Python NLTK - Stemming
Python NLTK Stemming
Stemming is a process of cutting some of the common prefixes or suffixes that occur at the beginning or ending of a word (or stem).
Stemming is a very useful Natural Language Processing(NLP) technique that helps clean and reduce the size of input lot.
Following is a simple example, where in the second column denotes the stem of words present in the first column. Part of the word that is marked, are the suffixes, that will be removed by a stemming algorithm.
word | stem |
---|---|
studying | studi |
study | studi |
studies | studi |
To perform stemming using Python NLTK, create a PorterStemmer object and call stem() function on the object.
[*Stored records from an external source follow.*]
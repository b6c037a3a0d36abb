//! Filesystem fallback driver.
//!
//! Each store is a directory under the driver root holding an append-only
//! log (see `wal`). Reads are served from a RAM table rebuilt by replaying
//! the log on open; writes hit the log first, RAM second.
//!
//! **Read path**: RAM only, under a read lock
//! **Write path**: log append (+ fsync) on the blocking pool, then RAM, then
//! compaction once the log outgrows the live set

use std::path::{Path, PathBuf};
use std::sync::Arc;

use async_trait::async_trait;
use parking_lot::{Mutex, RwLock};

use super::{Driver, Store, Visit};
use crate::compaction::{compact_log, CompactionPolicy};
use crate::config::Config;
use crate::error::{BurrowError, BurrowResult};
use crate::format::{EntryLimits, Operation};
use crate::ordered::OrderedTable;
use crate::platform_durability::sync_dir;
use crate::value::Document;
use crate::wal::{LogOptions, LogReader, LogWriter};

/// Run blocking filesystem work off the async scheduler.
async fn run_blocking<T, F>(f: F) -> BurrowResult<T>
where
    T: Send + 'static,
    F: FnOnce() -> BurrowResult<T> + Send + 'static,
{
    tokio::task::spawn_blocking(f)
        .await
        .map_err(|e| BurrowError::Internal(format!("blocking task failed: {}", e)))?
}

/// Directory name for a store: ASCII alphanumerics, `-` and `_` pass
/// through, every other byte is `%XX`-escaped so names cannot walk out of
/// the root.
fn store_dir_name(name: &str) -> String {
    let mut out = String::with_capacity(name.len());
    for b in name.bytes() {
        if b.is_ascii_alphanumeric() || b == b'-' || b == b'_' {
            out.push(b as char);
        } else {
            out.push_str(&format!("%{:02X}", b));
        }
    }
    out
}

pub struct FileDriver {
    root: PathBuf,
    options: LogOptions,
    compaction: CompactionPolicy,
}

impl FileDriver {
    pub fn new(config: &Config) -> Self {
        Self {
            root: config.data_dir.clone(),
            options: LogOptions {
                durable: config.durable_writes,
                rotation_bytes: config.log_rotation_bytes,
                limits: EntryLimits {
                    max_key_size: config.max_key_size,
                    max_value_size: config.max_value_size,
                },
            },
            compaction: CompactionPolicy {
                factor: config.compaction_factor,
                min_entries: config.compaction_min_entries,
            },
        }
    }

    pub fn root(&self) -> &Path {
        &self.root
    }

    /// Where the store called `name` keeps its log.
    pub fn store_dir(&self, name: &str) -> PathBuf {
        self.root.join(store_dir_name(name))
    }
}

#[async_trait]
impl Driver for FileDriver {
    fn name(&self) -> &'static str {
        "file"
    }

    async fn open(&self, name: &str) -> BurrowResult<Arc<dyn Store>> {
        let name = name.to_string();
        let dir = self.store_dir(&name);
        let root = self.root.clone();
        let options = self.options;
        let compaction = self.compaction;

        let inner = run_blocking(move || {
            let recovery = LogReader::new(&dir).recover()?;
            recovery.truncate_torn_tail()?;

            let mut table = OrderedTable::new();
            let replayed = recovery.entries.len();
            for entry in recovery.entries {
                match (entry.operation, entry.value) {
                    (Operation::Put, Some(value)) => table.insert(entry.key, value),
                    (Operation::Delete, _) => {
                        table.remove(&entry.key);
                    }
                    (Operation::Clear, _) => table.clear(),
                    (Operation::Put, None) => {}
                }
            }

            let writer = LogWriter::open(&dir, options)?;
            sync_dir(&root)
                .map_err(|e| BurrowError::io_at(&root, &e, "failed to sync data directory"))?;

            if replayed > 0 {
                tracing::debug!(
                    store = %name,
                    replayed,
                    live = table.len(),
                    "recovered store from log"
                );
            }

            Ok(FileStoreInner {
                name,
                dir,
                table: RwLock::new(table),
                log: Mutex::new(Some(Journal { writer, entries: replayed as u64 })),
                compaction,
            })
        })
        .await?;

        Ok(Arc::new(FileStore { inner: Arc::new(inner) }))
    }
}

/// The open log plus the number of entries it holds.
struct Journal {
    writer: LogWriter,
    entries: u64,
}

struct FileStoreInner {
    name: String,
    dir: PathBuf,
    table: RwLock<OrderedTable>,
    /// `None` once the store has been dropped
    log: Mutex<Option<Journal>>,
    compaction: CompactionPolicy,
}

impl FileStoreInner {
    fn dropped(&self) -> BurrowError {
        BurrowError::StoreDropped { name: self.name.clone() }
    }

    fn is_live(&self) -> bool {
        self.log.lock().is_some()
    }

    /// Log first, then RAM, both under the log lock so replay order matches
    /// the table.
    fn put(&self, key: String, value: Document) -> BurrowResult<()> {
        let mut log = self.log.lock();
        let journal = log.as_mut().ok_or_else(|| self.dropped())?;
        journal.writer.append_put(&key, &value)?;
        journal.entries += 1;
        self.table.write().insert(key, value);
        self.maybe_compact(journal);
        Ok(())
    }

    fn put_many(&self, items: Vec<(String, Document)>) -> BurrowResult<()> {
        let mut log = self.log.lock();
        let journal = log.as_mut().ok_or_else(|| self.dropped())?;
        journal.writer.append_batch(&items)?;
        journal.entries += items.len() as u64;
        {
            let mut table = self.table.write();
            for (key, value) in items {
                table.insert(key, value);
            }
        }
        self.maybe_compact(journal);
        Ok(())
    }

    fn remove(&self, key: &str) -> BurrowResult<()> {
        let mut log = self.log.lock();
        let journal = log.as_mut().ok_or_else(|| self.dropped())?;
        if self.table.read().get(key).is_none() {
            return Ok(());
        }
        journal.writer.append_delete(key)?;
        journal.entries += 1;
        self.table.write().remove(key);
        self.maybe_compact(journal);
        Ok(())
    }

    /// Rewrite the log as a snapshot of the table once it is too long.
    ///
    /// Runs after the mutation is durable, so a failure here is logged and
    /// retried on a later write instead of failing the caller.
    fn maybe_compact(&self, journal: &mut Journal) {
        let table = self.table.read();
        if !self.compaction.should_compact(journal.entries, table.len()) {
            return;
        }
        match compact_log(&mut journal.writer, journal.entries, table.iter()) {
            Ok(result) => {
                tracing::debug!(
                    store = %self.name,
                    before = result.original_entries,
                    live = result.live_entries,
                    removed_segments = result.removed_segments,
                    "compacted store log"
                );
                journal.entries = result.log_entries();
            }
            Err(e) => {
                tracing::warn!(store = %self.name, error = %e, "log compaction failed");
            }
        }
    }

    fn destroy(&self) -> BurrowResult<()> {
        let mut log = self.log.lock();
        if log.take().is_none() {
            return Err(self.dropped());
        }
        self.table.write().clear();
        match std::fs::remove_dir_all(&self.dir) {
            Ok(()) => Ok(()),
            Err(e) if e.kind() == std::io::ErrorKind::NotFound => Ok(()),
            Err(e) => Err(BurrowError::io_at(&self.dir, &e, "failed to remove store directory")),
        }
    }
}

pub struct FileStore {
    inner: Arc<FileStoreInner>,
}

impl FileStore {
    pub fn dir(&self) -> &Path {
        &self.inner.dir
    }
}

#[async_trait]
impl Store for FileStore {
    fn name(&self) -> &str {
        &self.inner.name
    }

    async fn get(&self, key: &str) -> BurrowResult<Option<Document>> {
        if !self.inner.is_live() {
            return Err(self.inner.dropped());
        }
        Ok(self.inner.table.read().get(key).cloned())
    }

    async fn set(&self, key: &str, value: Document) -> BurrowResult<()> {
        let inner = Arc::clone(&self.inner);
        let key = key.to_string();
        run_blocking(move || inner.put(key, value)).await
    }

    async fn set_many(&self, items: Vec<(String, Document)>) -> BurrowResult<()> {
        let inner = Arc::clone(&self.inner);
        run_blocking(move || inner.put_many(items)).await
    }

    async fn delete(&self, key: &str) -> BurrowResult<()> {
        let inner = Arc::clone(&self.inner);
        let key = key.to_string();
        run_blocking(move || inner.remove(&key)).await
    }

    async fn iterate(&self, visit: Visit<'_>) -> BurrowResult<()> {
        if !self.inner.is_live() {
            return Err(self.inner.dropped());
        }
        self.inner.table.read().for_each(visit);
        Ok(())
    }

    async fn drop_instance(&self) -> BurrowResult<()> {
        let inner = Arc::clone(&self.inner);
        run_blocking(move || inner.destroy()).await
    }
}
Pass the word to the stem function(). stem() function returns the stem of the argument passed.
Example 1: NLTK Stemming
In this example, we shall perform NLTK Stemming on a list of words using stem() function and Python For Loop.
Python Program
from nltk.stem import PorterStemmer
from nltk.tokenize import word_tokenize
# create stemmer object
ps = PorterStemmer()
#list of words whose stem we shall find out
words = ["study", "studies", "studying", "studied"]
for w in words:
print(w, "-", ps.stem(w))
Output
study - studi
studies - studi
studying - studi
studied - studi
Summary
In this NLTK Tutorial of Python Examples, we learned how to perform NLTK Stemming.